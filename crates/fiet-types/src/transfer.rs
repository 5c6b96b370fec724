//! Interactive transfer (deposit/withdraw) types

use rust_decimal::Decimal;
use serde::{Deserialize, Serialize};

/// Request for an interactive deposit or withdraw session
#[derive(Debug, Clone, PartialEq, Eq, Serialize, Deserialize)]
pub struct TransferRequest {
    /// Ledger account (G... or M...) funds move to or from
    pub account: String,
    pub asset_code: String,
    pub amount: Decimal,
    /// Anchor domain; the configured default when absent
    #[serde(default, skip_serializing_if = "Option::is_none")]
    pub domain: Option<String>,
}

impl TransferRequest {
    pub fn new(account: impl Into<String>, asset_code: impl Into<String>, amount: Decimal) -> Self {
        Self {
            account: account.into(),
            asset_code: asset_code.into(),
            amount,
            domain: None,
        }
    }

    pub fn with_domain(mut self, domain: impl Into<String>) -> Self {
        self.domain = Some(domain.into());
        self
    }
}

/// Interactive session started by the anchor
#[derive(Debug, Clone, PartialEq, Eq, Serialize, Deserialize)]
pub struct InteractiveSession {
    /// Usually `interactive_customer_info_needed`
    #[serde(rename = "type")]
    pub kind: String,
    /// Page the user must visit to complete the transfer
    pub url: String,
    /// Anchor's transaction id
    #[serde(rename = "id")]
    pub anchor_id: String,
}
-*-
= Work instruction =
The answer should be the full set of records, reproduced exactly.

= Solution to the exercise =
filename crates/fiet-types/src/transfer.rs
repository 5c6b96b370fec724
//! Interactive transfer (deposit/withdraw) types

use rust_decimal::Decimal;
use serde::{Deserialize, Serialize};

/// Request for an interactive deposit or withdraw session
#[derive(Debug, Clone, PartialEq, Eq, Serialize, Deserialize)]
pub struct TransferRequest {
    /// Ledger account (G... or M...) funds move to or from
    pub account: String,
    pub asset_code: String,
    pub amount: Decimal,
    /// Anchor domain; the configured default when absent
    #[serde(default, skip_serializing_if = "Option::is_none")]
    pub domain: Option<String>,
}

impl TransferRequest {
    pub fn new(account: impl Into<String>, asset_code: impl Into<String>, amount: Decimal) -> Self {
        Self {
            account: account.into(),
            asset_code: asset_code.into(),
            amount,
            domain: None,
        }
    }

    pub fn with_domain(mut self, domain: impl Into<String>) -> Self {
        self.domain = Some(domain.into());
        self
    }
}

/// Interactive session started by the anchor
#[derive(Debug, Clone, PartialEq, Eq, Serialize, Deserialize)]
pub struct InteractiveSession {
    /// Usually `interactive_customer_info_needed`
    #[serde(rename = "type")]
    pub kind: String,
    /// Page the user must visit to complete the transfer
    pub url: String,
    /// Anchor's transaction id
    #[serde(rename = "id")]
    pub anchor_id: String,
}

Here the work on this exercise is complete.